#### EXERCISE
Go through the material below and copy each line where the word "impl" appears.

--------

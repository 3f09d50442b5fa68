//! Executable joint-space paths.

use serde::{Deserialize, Serialize};

use crate::candidate::JointConfiguration;

/// An executable joint-space path: an ordered list of waypoints.
///
/// Trajectory *generation* (cartesian interpolation, time
/// parameterization) lives outside this workspace; this is only the
/// shape handed to a motion executor.
#[derive(Debug, Clone, Default, PartialEq, Serialize, Deserialize)]
pub struct Trajectory {
    /// Waypoints, in execution order.
    pub points: Vec<JointConfiguration>,
}

impl Trajectory {
    /// Create a trajectory from waypoints in execution order.
    #[must_use]
    pub const fn new(points: Vec<JointConfiguration>) -> Self {
        Self { points }
    }

    /// Number of waypoints.
    #[must_use]
    pub fn len(&self) -> usize {
        self.points.len()
    }

    /// Whether the trajectory has no waypoints.
    #[must_use]
    pub fn is_empty(&self) -> bool {
        self.points.is_empty()
    }
}

/// Precomputed cartesian path segments for one grasp candidate.
///
/// Produced downstream of the feasibility filter and referenced by the
/// pick sequencer's approach/lift/retreat steps.
#[derive(Debug, Clone, PartialEq, Serialize, Deserialize)]
pub struct PathSegments {
    /// Pregrasp pose to grasp pose.
    pub approach: Trajectory,
    /// Straight up after closing the gripper.
    pub lift: Trajectory,
    /// Back out of the container.
    pub retreat: Trajectory,
}

impl PathSegments {
    /// Bundle the three segments of one pick motion.
    #[must_use]
    pub const fn new(approach: Trajectory, lift: Trajectory, retreat: Trajectory) -> Self {
        Self {
            approach,
            lift,
            retreat,
        }
    }
}

#[cfg(test)]
mod tests {
    use super::*;

    #[test]
    fn test_trajectory_len() {
        let trajectory = Trajectory::new(vec![
            JointConfiguration::new(vec![0.0]),
            JointConfiguration::new(vec![0.5]),
        ]);
        assert_eq!(trajectory.len(), 2);
        assert!(!trajectory.is_empty());
        assert!(Trajectory::default().is_empty());
    }

    #[test]
    fn test_path_segments() {
        let one = Trajectory::new(vec![JointConfiguration::new(vec![0.0])]);
        let segments = PathSegments::new(one.clone(), one.clone(), one);
        assert_eq!(segments.approach.len(), 1);
        assert_eq!(segments.lift.len(), 1);
        assert_eq!(segments.retreat.len(), 1);
    }
}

--------

#### TASK RESPONSE
impl Trajectory {
impl PathSegments {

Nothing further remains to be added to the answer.